# SOURCE MATERIAL
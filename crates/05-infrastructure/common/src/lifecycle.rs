//! 绑定生命周期与内核状态

use serde::{Deserialize, Serialize};
use std::fmt;

/// 绑定生命周期类型
#[derive(Debug, Clone, Copy, PartialEq, Eq, Hash, Default, Serialize, Deserialize)]
#[serde(rename_all = "snake_case")]
pub enum Lifetime {
    /// 单例模式 - 首次解析后缓存实例
    Singleton,
    /// 瞬时模式 - 每次请求都调用提供者，隐式绑定总是使用此模式
    #[default]
    Transient,
}

impl fmt::Display for Lifetime {
    fn fmt(&self, f: &mut fmt::Formatter<'_>) -> fmt::Result {
        match self {
            Self::Singleton => f.write_str("singleton"),
            Self::Transient => f.write_str("transient"),
        }
    }
}

/// 内核生命周期状态
///
/// `Constructed → Resolving（可重入） → Disposed`，释放后不允许任何操作。
#[derive(Debug, Clone, Copy, PartialEq, Eq, Default, Serialize, Deserialize)]
#[serde(rename_all = "snake_case")]
pub enum KernelState {
    /// 已创建
    #[default]
    Constructed,
    /// 正在解析
    Resolving,
    /// 已释放
    Disposed,
}

impl KernelState {
    /// 是否还能继续使用
    pub const fn is_active(&self) -> bool {
        !matches!(self, Self::Disposed)
    }
}

impl fmt::Display for KernelState {
    fn fmt(&self, f: &mut fmt::Formatter<'_>) -> fmt::Result {
        match self {
            Self::Constructed => f.write_str("constructed"),
            Self::Resolving => f.write_str("resolving"),
            Self::Disposed => f.write_str("disposed"),
        }
    }
}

# WHAT YOU SHOULD DO
Repeat the entries exactly as they appear.

# TASK RESULT
filename crates/05-infrastructure/common/src/lifecycle.rs
//! 绑定生命周期与内核状态

use serde::{Deserialize, Serialize};
use std::fmt;

/// 绑定生命周期类型
#[derive(Debug, Clone, Copy, PartialEq, Eq, Hash, Default, Serialize, Deserialize)]
#[serde(rename_all = "snake_case")]
pub enum Lifetime {
    /// 单例模式 - 首次解析后缓存实例
    Singleton,
    /// 瞬时模式 - 每次请求都调用提供者，隐式绑定总是使用此模式
    #[default]
    Transient,
}

impl fmt::Display for Lifetime {
    fn fmt(&self, f: &mut fmt::Formatter<'_>) -> fmt::Result {
        match self {
            Self::Singleton => f.write_str("singleton"),
            Self::Transient => f.write_str("transient"),
        }
    }
}

/// 内核生命周期状态
///
/// `Constructed → Resolving（可重入） → Disposed`，释放后不允许任何操作。
#[derive(Debug, Clone, Copy, PartialEq, Eq, Default, Serialize, Deserialize)]
#[serde(rename_all = "snake_case")]
pub enum KernelState {
    /// 已创建
    #[default]
    Constructed,
    /// 正在解析
    Resolving,
    /// 已释放
    Disposed,
}

impl KernelState {
    /// 是否还能继续使用
    pub const fn is_active(&self) -> bool {
        !matches!(self, Self::Disposed)
    }
}

impl fmt::Display for KernelState {
    fn fmt(&self, f: &mut fmt::Formatter<'_>) -> fmt::Result {
        match self {
            Self::Constructed => f.write_str("constructed"),
            Self::Resolving => f.write_str("resolving"),
            Self::Disposed => f.write_str("disposed"),
        }
    }
}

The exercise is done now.